Strength and limitations

This study was able to elicit large improvements in the key domains of nasal and overall symptomatology, with improvements in all domains noted in patients with proven Allergic Rhinitis, this was in spite of the relatively limited sample size. A larger sample size may also allow us to explore the role of family history and symptom severity, to correlate with current research identifying genetic factors, notably genes involved in epithelial barrier/regulatory function, which may be involved in allergic rhinitis [16]. It was also difficult to carry out comprehensive analyses on some aspects e.g. Section 3 of the questionnaire due to some incomplete data.

Comparison with existing literature

Treatment of Allergic Rhinitis is a combination of lifestyle changes (by reducing exposure to the allergens) and medical therapy including nasal irrigation. One meta-analysis (n=2,267) showed that intranasal corticosteroids in patients with Allergic Rhinitis provides significantly greater relief of nasal congestion than oral antihistamines [17].

It is combination therapy which has proven to not only improve symptomatology but also be found to be more convenient and effective when used by patients [18,19].

Implications for research and/or practice

Primary care setting has an increasing demand of medications used in Allergic Rhinitis [11]. This combination therapy has proven to be effective at decreasing disease burden and relief from its associated impact on sleep, social and emotional domains. Its effects have been proven in a cohort of patients with confirmed Allergic Rhinitis who had initially failed treatment at the primary care level and as such is a viable option available to the community setting.

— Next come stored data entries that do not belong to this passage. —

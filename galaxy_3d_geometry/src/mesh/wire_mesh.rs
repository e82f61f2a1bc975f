/// In-memory wire mesh: positions, optional colors and an optional edge index list.

use glam::Vec3;
use crate::geometry::WireMeshVertexData;
use crate::graphics_device::IndexType;
use crate::mesh::{MeshAttributes, WireMeshSource};

/// Wire (edge) mesh container
#[derive(Debug, Clone, Default)]
pub struct WireMesh {
    index_type: Option<IndexType>,
    indices: Vec<u32>,
    positions: Vec<Vec3>,
    colors: Vec<Vec3>,
}

impl WireMesh {
    /// Create an empty mesh (`None` = unindexed, every 2 vertices form an edge)
    pub fn new(index_type: Option<IndexType>) -> Self {
        Self { index_type, ..Default::default() }
    }

    /// Append a position, returns its vertex index
    pub fn append_position(&mut self, value: Vec3) -> u32 {
        self.positions.push(value);
        self.positions.len() as u32 - 1
    }

    pub fn append_color(&mut self, value: Vec3) {
        self.colors.push(value);
    }

    /// Append an edge (ignored on unindexed meshes)
    pub fn append_edge(&mut self, vtx0: u32, vtx1: u32) {
        if self.index_type.is_none() {
            return;
        }
        self.indices.extend_from_slice(&[vtx0, vtx1]);
    }

    /// Flat edge index list
    pub fn indices(&self) -> &[u32] {
        &self.indices
    }

    pub fn positions(&self) -> &[Vec3] {
        &self.positions
    }
}

impl WireMeshSource for WireMesh {
    fn index_type(&self) -> Option<IndexType> {
        self.index_type
    }

    fn edge_count(&self) -> u32 {
        match self.index_type {
            Some(_) => (self.indices.len() / 2) as u32,
            None => (self.positions.len() / 2) as u32,
        }
    }

    fn vertex_count(&self) -> u32 {
        self.positions.len() as u32
    }

    fn available_attributes(&self) -> MeshAttributes {
        let mut attributes = MeshAttributes::POSITION;
        if !self.colors.is_empty() && self.colors.len() == self.positions.len() {
            attributes |= MeshAttributes::COLOR;
        }
        attributes
    }

    fn edge(&self, index: u32) -> Option<[u32; 2]> {
        if index >= self.edge_count() {
            return None;
        }
        let base = index as usize * 2;
        match self.index_type {
            Some(_) => Some([self.indices[base], self.indices[base + 1]]),
            None => Some([base as u32, base as u32 + 1]),
        }
    }

    fn vertex_data(&self, index: u32) -> Option<WireMeshVertexData> {
        let i = index as usize;
        Some(WireMeshVertexData {
            position: *self.positions.get(i)?,
            color: self.colors.get(i).copied(),
        })
    }
}

#[cfg(test)]
#[path = "wire_mesh_tests.rs"]
mod tests;
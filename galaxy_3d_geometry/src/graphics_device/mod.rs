/// Graphics device module - formats and vertex input descriptors shared with the GPU side

// Module declarations
pub mod buffer;
pub mod pipeline;

// Re-export from modules
pub use buffer::*;
pub use pipeline::*;
//! The run configuration. Built once, then passed around by reference.
use crate::error::{Error, Result};
use std::path::{Path, PathBuf};

pub const DEFAULT_MATRIX: &str = "mclachlan71.mat";
pub const DEFAULT_THRESHOLD: f64 = 0.8;
pub const DEFAULT_TRIDENT_FACTORS: (f64, f64, f64) = (1.0, 0.5, 3.0);
pub const DEFAULT_WINDOW: usize = 3;

/// The statistics available by name.
#[derive(Debug, Clone, Copy, PartialEq, Eq, Serialize, Deserialize)]
pub enum StatisticKind {
    WeightedEntropy,
    Trident,
    MutualInformation,
    Kabat,
    Jensen,
    MeanVector,
    Mlc,
    Gap,
}

impl StatisticKind {
    pub const ALL: [StatisticKind; 8] = [
        StatisticKind::WeightedEntropy,
        StatisticKind::Trident,
        StatisticKind::MutualInformation,
        StatisticKind::Kabat,
        StatisticKind::Jensen,
        StatisticKind::MeanVector,
        StatisticKind::Mlc,
        StatisticKind::Gap,
    ];
    pub fn name(self) -> &'static str {
        match self {
            StatisticKind::WeightedEntropy => "wentropy",
            StatisticKind::Trident => "trident",
            StatisticKind::MutualInformation => "mutual",
            StatisticKind::Kabat => "kabat",
            StatisticKind::Jensen => "jensen",
            StatisticKind::MeanVector => "mvector",
            StatisticKind::Mlc => "mlc",
            StatisticKind::Gap => "gap",
        }
    }
    /// True if the statistic reads a substitution matrix.
    pub fn needs_matrix(self) -> bool {
        match self {
            StatisticKind::Trident | StatisticKind::MeanVector | StatisticKind::Mlc => true,
            _ => false,
        }
    }
}

impl std::fmt::Display for StatisticKind {
    fn fmt(&self, f: &mut std::fmt::Formatter) -> std::fmt::Result {
        write!(f, "{}", self.name())
    }
}

impl std::str::FromStr for StatisticKind {
    type Err = Error;
    fn from_str(name: &str) -> Result<Self> {
        let name = name.to_lowercase();
        Self::ALL
            .iter()
            .copied()
            .find(|kind| kind.name() == name)
            .ok_or_else(|| {
                let names: Vec<_> = Self::ALL.iter().map(|k| k.name()).collect();
                Error::Config(format!(
                    "unknown statistic \"{}\". Available: {}",
                    name,
                    names.join(", ")
                ))
            })
    }
}

#[derive(Debug, Clone)]
pub struct Config {
    /// Aligned FASTA file.
    pub input: PathBuf,
    pub output: PathBuf,
    /// Directory holding the substitution matrices.
    pub score_matrix_dir: Option<PathBuf>,
    /// File name of the substitution matrix, inside `score_matrix_dir`.
    pub score_matrix_file: String,
    pub statistic: StatisticKind,
    /// Sequences after this many are ignored.
    pub max_sequences: usize,
    pub verbose: bool,
    /// Report a single score for the whole alignment.
    pub global: bool,
    /// Also write the residue counts of each column.
    pub basic: bool,
    pub json: bool,
    /// Correlations at or below this value are not reported (MLC).
    pub threshold: f64,
    /// Exponents of the entropy, the stereochemical and the gap terms of the trident score.
    pub trident_factors: (f64, f64, f64),
    /// Number of side columns on each side (Jensen).
    pub window: usize,
    pub threads: usize,
}

impl std::fmt::Display for Config {
    fn fmt(&self, f: &mut std::fmt::Formatter) -> std::fmt::Result {
        let dir = match self.score_matrix_dir.as_ref() {
            Some(dir) => dir.display().to_string(),
            None => "-".to_string(),
        };
        writeln!(f, "Input:{}", self.input.display())?;
        writeln!(f, "Output:{}", self.output.display())?;
        writeln!(f, "ScoreMatrix:{}/{}", dir, self.score_matrix_file)?;
        writeln!(f, "Statistic:{}", self.statistic)?;
        writeln!(f, "MaxSequences:{}", self.max_sequences)?;
        writeln!(f, "Global:{}", self.global)?;
        writeln!(f, "Basic:{}", self.basic)?;
        writeln!(f, "Json:{}", self.json)?;
        writeln!(f, "Threshold:{:.3}", self.threshold)?;
        let (a, b, c) = self.trident_factors;
        writeln!(f, "TridentFactors:[a,b,c]=[{:.3},{:.3},{:.3}]", a, b, c)?;
        writeln!(f, "Window:{}", self.window)?;
        write!(f, "Threads:{}", self.threads)
    }
}

impl Config {
    /// Default settings for `input`.
    pub fn new<P: AsRef<Path>>(input: P) -> Self {
        let input = input.as_ref().to_path_buf();
        Self {
            output: default_output(&input),
            input,
            score_matrix_dir: None,
            score_matrix_file: DEFAULT_MATRIX.to_string(),
            statistic: StatisticKind::WeightedEntropy,
            max_sequences: msa_profile::alignment::DEFAULT_MAX_SEQUENCES,
            verbose: false,
            global: false,
            basic: false,
            json: false,
            threshold: DEFAULT_THRESHOLD,
            trident_factors: DEFAULT_TRIDENT_FACTORS,
            window: DEFAULT_WINDOW,
            threads: 1,
        }
    }
    /// Full path to the substitution matrix.
    pub fn score_matrix(&self) -> Result<PathBuf> {
        match self.score_matrix_dir.as_ref() {
            Some(dir) => Ok(dir.join(&self.score_matrix_file)),
            None => Err(Error::Config(format!(
                "{} needs a score matrix directory (-p or SCORE_MAT_PATH)",
                self.statistic
            ))),
        }
    }
}

/// The input file name up to its first '.', followed by ".stat", next to the input.
pub fn default_output(input: &Path) -> PathBuf {
    let name = input
        .file_name()
        .map(|name| name.to_string_lossy().to_string())
        .unwrap_or_default();
    let stem = name.split('.').next().unwrap_or("");
    input.with_file_name(format!("{}.stat", stem))
}

#[cfg(test)]
mod tests {
    use super::*;
    #[test]
    fn output_name() {
        let output = default_output(Path::new("data/globin.aln.fa"));
        assert_eq!(output, PathBuf::from("data/globin.stat"));
        let output = default_output(Path::new("globin"));
        assert_eq!(output, PathBuf::from("globin.stat"));
    }
    #[test]
    fn statistic_names() {
        for kind in StatisticKind::ALL.iter() {
            let parsed: StatisticKind = kind.name().parse().unwrap();
            assert_eq!(parsed, *kind);
        }
        assert_eq!("MLC".parse::<StatisticKind>().unwrap(), StatisticKind::Mlc);
        assert!("entropy".parse::<StatisticKind>().is_err());
    }
    #[test]
    fn defaults() {
        let config = Config::new("test.fa");
        assert_eq!(config.statistic, StatisticKind::WeightedEntropy);
        assert_eq!(config.max_sequences, 500);
        assert_eq!(config.window, 3);
        assert_eq!(config.score_matrix_file, "mclachlan71.mat");
        assert!(config.score_matrix().is_err());
        let config = Config {
            score_matrix_dir: Some(PathBuf::from("/matrices")),
            ..config
        };
        assert_eq!(
            config.score_matrix().unwrap(),
            PathBuf::from("/matrices/mclachlan71.mat")
        );
    }
}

Future research into correlation of familial and demographic variables on disease and severity with a more comprehensive assessment of financial and occupational complications of this very prevalent disease are warranted.

Conclusion

There was significant improvement in Allergic Rhinitis symptoms with all five subgroups having improvements in symptomatology. The nasal subgroup in particular responded well in patients with both seasonal allergens and perennial allergens. This treatment has been effective where subjects had previously failed community therapy.

Conflict of Interest

A.S.S has received fees from Meda Pharmaceuticals. Meda Pharmaceuticals had no role in study design, collection, analysis, interpretation of data, writing the report or decision to submit for publication.

Funding

A.S.S received fees from Meda Pharmaceuticals.